▶ **Task to carry out**: Please repeat only the stretch of records running from the first line through the line that contains "back to default".

++++++++++++++++++++

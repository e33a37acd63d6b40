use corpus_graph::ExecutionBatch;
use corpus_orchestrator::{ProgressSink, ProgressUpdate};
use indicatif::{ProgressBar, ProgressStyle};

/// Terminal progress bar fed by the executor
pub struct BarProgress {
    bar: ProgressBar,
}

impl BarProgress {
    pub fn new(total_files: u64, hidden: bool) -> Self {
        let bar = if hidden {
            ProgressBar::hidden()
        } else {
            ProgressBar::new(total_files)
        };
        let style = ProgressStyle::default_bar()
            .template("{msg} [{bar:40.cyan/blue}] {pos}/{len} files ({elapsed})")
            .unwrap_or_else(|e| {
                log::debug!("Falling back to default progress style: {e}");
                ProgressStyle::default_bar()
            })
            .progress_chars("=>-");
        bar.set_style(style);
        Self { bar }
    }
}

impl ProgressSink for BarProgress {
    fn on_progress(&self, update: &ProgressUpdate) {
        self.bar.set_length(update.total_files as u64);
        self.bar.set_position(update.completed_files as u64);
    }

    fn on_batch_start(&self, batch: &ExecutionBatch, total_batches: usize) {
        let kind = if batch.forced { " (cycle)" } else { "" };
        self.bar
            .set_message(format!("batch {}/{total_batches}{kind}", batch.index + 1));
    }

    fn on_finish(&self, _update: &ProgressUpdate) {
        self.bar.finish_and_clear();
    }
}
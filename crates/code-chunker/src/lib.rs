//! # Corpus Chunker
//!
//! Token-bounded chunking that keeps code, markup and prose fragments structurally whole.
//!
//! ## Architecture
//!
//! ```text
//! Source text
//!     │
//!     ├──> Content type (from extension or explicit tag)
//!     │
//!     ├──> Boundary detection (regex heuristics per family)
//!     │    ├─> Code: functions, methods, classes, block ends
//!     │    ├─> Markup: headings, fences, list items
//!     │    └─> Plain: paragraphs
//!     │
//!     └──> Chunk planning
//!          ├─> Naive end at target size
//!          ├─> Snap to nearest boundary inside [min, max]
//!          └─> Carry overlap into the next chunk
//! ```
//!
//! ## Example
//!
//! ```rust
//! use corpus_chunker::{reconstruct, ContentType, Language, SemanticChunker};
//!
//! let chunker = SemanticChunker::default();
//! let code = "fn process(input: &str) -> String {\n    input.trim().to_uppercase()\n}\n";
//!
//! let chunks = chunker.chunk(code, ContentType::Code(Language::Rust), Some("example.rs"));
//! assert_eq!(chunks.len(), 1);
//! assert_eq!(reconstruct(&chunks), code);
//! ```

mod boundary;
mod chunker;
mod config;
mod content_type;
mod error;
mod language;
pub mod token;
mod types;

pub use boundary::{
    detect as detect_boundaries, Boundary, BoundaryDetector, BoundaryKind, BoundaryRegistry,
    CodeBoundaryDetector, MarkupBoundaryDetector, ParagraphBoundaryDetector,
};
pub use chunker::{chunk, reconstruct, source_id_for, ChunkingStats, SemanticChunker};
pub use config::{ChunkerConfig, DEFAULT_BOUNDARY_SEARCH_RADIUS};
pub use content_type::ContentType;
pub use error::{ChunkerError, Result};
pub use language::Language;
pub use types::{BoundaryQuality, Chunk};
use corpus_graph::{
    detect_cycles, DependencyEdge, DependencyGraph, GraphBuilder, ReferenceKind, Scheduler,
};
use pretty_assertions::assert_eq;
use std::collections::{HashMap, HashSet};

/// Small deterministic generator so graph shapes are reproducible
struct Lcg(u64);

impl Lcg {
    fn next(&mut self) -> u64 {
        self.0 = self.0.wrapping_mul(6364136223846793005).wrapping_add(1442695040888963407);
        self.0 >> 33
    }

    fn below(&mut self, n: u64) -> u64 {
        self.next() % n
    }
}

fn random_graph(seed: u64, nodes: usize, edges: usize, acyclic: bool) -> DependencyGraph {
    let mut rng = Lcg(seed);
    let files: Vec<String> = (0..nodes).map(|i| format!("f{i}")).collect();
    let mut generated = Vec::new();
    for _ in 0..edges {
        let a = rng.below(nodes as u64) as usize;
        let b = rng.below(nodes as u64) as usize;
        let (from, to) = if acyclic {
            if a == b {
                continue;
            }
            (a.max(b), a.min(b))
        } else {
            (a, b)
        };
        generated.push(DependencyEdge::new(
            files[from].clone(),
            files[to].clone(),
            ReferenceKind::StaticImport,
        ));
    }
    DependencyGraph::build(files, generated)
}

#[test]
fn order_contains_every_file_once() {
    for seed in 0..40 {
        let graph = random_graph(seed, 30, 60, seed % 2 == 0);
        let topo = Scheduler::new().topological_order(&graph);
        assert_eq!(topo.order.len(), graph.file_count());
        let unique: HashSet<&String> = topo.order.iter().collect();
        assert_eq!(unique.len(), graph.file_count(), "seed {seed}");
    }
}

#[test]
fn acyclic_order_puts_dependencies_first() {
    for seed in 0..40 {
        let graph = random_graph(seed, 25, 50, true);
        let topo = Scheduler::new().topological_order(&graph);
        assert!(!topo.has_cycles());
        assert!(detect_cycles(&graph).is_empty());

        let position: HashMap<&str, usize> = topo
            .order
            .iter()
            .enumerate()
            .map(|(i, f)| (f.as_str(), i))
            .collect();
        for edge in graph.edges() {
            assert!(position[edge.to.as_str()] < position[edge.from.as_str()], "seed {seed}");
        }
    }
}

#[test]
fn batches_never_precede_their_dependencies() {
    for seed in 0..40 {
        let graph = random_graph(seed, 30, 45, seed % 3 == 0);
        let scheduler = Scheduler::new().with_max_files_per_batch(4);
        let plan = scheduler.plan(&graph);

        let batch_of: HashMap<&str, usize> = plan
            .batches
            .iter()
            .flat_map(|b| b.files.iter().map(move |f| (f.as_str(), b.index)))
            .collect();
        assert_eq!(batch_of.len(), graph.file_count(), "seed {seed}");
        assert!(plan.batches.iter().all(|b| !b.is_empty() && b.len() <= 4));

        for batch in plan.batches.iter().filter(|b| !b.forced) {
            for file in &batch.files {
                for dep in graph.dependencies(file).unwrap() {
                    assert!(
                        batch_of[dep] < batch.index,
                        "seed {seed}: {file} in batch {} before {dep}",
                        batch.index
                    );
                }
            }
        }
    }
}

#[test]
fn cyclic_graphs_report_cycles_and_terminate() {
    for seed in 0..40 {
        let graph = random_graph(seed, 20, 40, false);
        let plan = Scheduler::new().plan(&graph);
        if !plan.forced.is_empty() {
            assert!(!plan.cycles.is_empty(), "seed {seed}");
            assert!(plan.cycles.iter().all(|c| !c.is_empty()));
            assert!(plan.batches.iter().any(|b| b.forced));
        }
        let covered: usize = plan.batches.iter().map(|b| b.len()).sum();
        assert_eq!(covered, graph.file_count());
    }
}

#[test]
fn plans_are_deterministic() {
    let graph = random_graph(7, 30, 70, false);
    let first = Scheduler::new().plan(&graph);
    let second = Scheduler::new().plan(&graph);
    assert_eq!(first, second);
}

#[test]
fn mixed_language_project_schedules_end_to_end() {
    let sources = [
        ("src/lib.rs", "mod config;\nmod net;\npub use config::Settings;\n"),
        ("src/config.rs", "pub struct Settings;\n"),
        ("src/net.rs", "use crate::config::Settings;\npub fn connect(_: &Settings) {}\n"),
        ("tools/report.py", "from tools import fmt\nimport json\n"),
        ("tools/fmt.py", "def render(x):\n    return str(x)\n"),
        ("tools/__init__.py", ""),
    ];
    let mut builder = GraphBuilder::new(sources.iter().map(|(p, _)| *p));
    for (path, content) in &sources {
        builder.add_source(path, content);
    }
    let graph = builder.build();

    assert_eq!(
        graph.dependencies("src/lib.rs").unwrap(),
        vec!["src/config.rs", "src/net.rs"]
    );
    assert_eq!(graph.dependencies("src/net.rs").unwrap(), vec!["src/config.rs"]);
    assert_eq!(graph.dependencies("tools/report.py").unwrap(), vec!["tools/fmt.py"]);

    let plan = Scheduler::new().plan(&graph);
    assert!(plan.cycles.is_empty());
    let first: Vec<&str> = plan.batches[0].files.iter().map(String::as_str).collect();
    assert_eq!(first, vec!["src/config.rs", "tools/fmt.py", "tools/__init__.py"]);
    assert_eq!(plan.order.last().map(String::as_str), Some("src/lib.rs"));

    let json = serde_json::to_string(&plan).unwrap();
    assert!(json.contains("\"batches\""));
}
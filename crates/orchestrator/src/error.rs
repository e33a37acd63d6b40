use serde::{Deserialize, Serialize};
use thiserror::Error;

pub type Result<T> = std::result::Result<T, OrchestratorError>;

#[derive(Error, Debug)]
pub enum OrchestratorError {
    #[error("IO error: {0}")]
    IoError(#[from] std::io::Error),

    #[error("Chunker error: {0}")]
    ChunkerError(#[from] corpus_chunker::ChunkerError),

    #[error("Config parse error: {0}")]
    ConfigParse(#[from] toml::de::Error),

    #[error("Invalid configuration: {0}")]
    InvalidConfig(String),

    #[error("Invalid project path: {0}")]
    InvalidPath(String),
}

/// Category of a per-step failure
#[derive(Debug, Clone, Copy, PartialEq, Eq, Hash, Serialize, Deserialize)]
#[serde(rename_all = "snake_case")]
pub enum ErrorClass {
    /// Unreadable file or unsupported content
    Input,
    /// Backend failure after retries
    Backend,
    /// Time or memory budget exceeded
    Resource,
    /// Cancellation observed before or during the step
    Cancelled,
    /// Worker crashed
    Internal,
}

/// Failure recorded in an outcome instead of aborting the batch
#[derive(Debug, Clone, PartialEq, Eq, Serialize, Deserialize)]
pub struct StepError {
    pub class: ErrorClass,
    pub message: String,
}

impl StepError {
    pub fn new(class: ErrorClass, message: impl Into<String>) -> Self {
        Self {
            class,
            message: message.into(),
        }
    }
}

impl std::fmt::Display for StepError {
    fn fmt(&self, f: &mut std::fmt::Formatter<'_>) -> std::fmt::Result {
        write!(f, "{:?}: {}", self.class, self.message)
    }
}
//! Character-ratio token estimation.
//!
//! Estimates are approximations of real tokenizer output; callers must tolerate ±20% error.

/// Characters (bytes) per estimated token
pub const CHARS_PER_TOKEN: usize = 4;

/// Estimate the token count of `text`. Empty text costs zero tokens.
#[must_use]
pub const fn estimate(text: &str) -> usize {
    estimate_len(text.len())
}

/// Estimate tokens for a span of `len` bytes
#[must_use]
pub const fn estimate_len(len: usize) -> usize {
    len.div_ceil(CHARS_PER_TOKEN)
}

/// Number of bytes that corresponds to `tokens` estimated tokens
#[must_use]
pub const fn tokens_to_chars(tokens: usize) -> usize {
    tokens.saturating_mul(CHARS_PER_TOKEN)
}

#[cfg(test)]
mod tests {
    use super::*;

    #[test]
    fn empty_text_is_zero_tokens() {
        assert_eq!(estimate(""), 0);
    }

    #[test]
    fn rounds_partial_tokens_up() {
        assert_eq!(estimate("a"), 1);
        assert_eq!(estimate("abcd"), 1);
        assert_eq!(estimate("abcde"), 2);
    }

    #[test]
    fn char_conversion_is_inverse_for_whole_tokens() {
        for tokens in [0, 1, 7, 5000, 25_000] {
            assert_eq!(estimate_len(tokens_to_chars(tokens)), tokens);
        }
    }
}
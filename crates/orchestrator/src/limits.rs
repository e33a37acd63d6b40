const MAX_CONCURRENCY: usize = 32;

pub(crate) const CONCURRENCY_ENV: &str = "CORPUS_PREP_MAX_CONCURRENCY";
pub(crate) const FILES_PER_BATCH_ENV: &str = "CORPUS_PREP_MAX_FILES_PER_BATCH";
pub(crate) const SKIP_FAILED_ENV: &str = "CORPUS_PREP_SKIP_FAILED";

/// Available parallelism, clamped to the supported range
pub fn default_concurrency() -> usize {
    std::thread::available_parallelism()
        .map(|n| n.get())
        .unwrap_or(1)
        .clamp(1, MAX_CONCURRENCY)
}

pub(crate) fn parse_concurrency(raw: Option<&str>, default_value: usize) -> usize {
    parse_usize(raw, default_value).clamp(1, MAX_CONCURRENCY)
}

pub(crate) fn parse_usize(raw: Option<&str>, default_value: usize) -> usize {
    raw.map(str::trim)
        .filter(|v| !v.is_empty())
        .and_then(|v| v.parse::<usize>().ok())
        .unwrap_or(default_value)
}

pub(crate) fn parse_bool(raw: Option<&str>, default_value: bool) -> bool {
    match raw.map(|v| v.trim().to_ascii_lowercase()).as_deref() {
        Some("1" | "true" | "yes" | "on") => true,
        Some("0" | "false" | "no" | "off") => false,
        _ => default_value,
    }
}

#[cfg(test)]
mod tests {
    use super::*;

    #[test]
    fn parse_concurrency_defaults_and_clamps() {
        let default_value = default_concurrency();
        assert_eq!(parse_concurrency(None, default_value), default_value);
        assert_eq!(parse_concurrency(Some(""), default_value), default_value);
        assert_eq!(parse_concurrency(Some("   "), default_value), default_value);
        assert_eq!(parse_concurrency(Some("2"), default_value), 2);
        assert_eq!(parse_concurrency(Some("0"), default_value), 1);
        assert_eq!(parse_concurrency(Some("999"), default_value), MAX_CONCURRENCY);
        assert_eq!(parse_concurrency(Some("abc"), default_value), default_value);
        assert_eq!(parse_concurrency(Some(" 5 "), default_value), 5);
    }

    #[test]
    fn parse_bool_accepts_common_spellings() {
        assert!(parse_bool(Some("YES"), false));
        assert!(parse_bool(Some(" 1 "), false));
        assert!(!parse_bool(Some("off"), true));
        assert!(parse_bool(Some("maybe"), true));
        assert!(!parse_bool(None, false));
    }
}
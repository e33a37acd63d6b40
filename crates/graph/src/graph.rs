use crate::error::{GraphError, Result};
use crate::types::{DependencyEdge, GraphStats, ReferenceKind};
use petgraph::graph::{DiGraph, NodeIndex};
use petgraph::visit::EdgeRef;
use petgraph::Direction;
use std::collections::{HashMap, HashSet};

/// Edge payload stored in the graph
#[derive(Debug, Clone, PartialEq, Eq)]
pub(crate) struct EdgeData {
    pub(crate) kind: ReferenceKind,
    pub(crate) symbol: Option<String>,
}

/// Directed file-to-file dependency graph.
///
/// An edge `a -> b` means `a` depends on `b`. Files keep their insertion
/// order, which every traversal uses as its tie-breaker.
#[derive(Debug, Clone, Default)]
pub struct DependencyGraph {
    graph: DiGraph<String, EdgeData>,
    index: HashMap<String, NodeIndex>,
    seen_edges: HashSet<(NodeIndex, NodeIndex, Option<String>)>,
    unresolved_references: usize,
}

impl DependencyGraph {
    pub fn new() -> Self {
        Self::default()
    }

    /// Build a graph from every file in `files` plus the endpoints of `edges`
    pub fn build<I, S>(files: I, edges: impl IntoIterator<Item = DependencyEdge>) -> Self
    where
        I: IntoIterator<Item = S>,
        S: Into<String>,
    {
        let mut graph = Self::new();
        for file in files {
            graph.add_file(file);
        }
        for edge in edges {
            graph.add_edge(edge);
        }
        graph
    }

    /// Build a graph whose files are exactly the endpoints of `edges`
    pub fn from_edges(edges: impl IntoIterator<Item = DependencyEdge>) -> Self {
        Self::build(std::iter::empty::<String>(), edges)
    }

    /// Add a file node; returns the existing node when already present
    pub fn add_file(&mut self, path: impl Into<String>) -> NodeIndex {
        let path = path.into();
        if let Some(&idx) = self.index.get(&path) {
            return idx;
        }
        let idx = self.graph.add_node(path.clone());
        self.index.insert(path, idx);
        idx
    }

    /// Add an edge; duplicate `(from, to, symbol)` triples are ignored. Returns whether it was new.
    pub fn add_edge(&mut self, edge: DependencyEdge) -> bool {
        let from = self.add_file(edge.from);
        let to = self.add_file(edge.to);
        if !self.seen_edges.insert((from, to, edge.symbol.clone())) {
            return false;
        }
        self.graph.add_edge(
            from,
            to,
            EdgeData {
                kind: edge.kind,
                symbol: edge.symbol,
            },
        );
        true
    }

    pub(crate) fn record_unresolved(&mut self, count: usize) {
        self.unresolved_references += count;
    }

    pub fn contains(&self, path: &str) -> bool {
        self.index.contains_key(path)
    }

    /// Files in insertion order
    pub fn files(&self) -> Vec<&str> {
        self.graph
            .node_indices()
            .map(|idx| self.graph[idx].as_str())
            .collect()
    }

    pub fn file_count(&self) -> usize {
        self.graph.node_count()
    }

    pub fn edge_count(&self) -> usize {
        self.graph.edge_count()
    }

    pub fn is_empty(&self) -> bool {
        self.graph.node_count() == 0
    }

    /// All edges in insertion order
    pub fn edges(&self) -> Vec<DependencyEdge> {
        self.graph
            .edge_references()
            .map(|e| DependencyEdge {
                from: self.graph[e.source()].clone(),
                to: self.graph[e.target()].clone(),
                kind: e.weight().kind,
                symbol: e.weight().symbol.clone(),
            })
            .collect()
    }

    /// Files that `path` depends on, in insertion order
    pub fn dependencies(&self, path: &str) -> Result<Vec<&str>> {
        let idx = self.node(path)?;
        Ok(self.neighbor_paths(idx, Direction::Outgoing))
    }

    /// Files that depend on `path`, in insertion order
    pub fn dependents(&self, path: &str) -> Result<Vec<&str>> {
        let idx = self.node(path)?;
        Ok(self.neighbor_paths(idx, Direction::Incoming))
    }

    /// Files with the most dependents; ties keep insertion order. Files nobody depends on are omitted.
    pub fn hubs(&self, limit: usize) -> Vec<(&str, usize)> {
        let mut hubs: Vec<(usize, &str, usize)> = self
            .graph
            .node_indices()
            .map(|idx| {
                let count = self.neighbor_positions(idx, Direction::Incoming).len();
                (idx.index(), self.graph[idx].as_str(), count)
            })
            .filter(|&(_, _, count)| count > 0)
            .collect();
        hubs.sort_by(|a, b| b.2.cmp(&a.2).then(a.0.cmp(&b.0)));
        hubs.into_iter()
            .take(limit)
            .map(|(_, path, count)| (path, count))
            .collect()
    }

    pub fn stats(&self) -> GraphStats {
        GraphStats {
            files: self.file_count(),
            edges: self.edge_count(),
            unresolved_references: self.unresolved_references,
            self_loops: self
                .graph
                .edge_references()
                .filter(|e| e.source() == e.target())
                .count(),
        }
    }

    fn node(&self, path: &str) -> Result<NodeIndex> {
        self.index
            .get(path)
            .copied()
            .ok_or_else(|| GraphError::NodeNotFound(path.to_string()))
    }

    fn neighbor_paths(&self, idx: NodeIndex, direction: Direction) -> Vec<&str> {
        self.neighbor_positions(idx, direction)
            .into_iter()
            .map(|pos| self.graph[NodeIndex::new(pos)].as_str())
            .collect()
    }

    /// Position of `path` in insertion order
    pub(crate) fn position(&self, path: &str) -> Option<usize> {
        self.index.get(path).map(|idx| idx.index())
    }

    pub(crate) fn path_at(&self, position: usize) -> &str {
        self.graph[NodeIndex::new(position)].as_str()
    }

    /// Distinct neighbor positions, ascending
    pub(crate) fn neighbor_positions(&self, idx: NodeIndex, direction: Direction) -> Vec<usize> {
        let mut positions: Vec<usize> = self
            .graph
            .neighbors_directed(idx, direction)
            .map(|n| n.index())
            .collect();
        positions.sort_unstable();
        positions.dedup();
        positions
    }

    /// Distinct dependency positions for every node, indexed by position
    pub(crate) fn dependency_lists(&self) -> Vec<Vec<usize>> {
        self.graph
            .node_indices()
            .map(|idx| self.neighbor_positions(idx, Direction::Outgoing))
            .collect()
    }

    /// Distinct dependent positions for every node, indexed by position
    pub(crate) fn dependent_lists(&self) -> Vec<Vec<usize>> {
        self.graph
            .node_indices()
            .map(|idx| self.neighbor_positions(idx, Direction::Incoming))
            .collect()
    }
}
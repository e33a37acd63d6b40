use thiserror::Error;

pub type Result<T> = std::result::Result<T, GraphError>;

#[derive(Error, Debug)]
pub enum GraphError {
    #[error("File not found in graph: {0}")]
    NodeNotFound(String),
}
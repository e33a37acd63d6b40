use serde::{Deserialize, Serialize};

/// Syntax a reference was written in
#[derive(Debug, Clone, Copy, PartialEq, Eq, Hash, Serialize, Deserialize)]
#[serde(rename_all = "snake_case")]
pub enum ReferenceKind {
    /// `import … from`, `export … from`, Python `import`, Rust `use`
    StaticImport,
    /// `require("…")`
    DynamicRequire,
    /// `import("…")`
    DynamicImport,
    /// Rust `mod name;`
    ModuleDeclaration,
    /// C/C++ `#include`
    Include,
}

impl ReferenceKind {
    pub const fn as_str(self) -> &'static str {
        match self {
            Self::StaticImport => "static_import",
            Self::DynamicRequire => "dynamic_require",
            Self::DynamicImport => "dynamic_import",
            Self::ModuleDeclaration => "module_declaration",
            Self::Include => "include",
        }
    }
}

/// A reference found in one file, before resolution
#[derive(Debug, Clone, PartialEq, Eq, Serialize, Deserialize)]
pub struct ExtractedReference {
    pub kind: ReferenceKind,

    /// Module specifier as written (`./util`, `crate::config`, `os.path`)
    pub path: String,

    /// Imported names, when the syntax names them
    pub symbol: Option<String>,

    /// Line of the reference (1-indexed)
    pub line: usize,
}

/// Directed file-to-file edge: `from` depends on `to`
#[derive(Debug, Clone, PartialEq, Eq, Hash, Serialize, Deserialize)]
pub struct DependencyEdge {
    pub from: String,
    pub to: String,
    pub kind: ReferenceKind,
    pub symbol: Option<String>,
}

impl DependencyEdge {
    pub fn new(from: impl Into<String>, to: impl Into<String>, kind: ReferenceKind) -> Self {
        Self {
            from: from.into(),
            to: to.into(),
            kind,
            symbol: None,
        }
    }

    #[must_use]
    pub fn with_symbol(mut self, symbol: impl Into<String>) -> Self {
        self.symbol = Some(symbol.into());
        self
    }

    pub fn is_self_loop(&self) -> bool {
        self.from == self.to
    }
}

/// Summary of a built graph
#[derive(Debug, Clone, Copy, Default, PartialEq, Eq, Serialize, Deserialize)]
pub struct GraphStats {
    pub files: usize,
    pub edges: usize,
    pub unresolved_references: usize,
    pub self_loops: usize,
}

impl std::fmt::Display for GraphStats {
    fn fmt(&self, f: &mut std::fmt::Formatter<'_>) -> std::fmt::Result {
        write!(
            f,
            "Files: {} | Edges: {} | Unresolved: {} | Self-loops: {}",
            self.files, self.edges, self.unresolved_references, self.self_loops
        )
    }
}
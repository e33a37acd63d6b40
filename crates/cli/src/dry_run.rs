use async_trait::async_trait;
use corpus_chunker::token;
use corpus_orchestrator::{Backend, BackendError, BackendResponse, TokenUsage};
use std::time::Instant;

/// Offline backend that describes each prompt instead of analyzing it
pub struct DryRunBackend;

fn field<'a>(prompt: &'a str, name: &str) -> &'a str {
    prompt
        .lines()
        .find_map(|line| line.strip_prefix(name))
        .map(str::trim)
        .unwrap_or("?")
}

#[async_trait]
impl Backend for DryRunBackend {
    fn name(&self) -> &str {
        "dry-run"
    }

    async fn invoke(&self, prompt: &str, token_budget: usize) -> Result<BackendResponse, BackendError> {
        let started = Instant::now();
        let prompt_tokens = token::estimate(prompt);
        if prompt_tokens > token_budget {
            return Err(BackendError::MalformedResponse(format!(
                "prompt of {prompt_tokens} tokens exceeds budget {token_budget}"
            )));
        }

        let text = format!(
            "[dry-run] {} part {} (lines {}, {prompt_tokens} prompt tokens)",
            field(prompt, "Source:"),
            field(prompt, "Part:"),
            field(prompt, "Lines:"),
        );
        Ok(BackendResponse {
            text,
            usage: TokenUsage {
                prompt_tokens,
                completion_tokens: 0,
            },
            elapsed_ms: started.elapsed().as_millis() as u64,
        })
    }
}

++++++++++++++++++++

▶ **Reply**:
repository e33a37acd63d6b40
use corpus_graph::ExecutionBatch;
use corpus_orchestrator::{ProgressSink, ProgressUpdate};
use indicatif::{ProgressBar, ProgressStyle};

/// Terminal progress bar fed by the executor
pub struct BarProgress {
    bar: ProgressBar,
}

impl BarProgress {
    pub fn new(total_files: u64, hidden: bool) -> Self {
        let bar = if hidden {
            ProgressBar::hidden()
        } else {
            ProgressBar::new(total_files)
        };
        let style = ProgressStyle::default_bar()
            .template("{msg} [{bar:40.cyan/blue}] {pos}/{len} files ({elapsed})")
            .unwrap_or_else(|e| {
                log::debug!("Falling back to default progress style: {e}");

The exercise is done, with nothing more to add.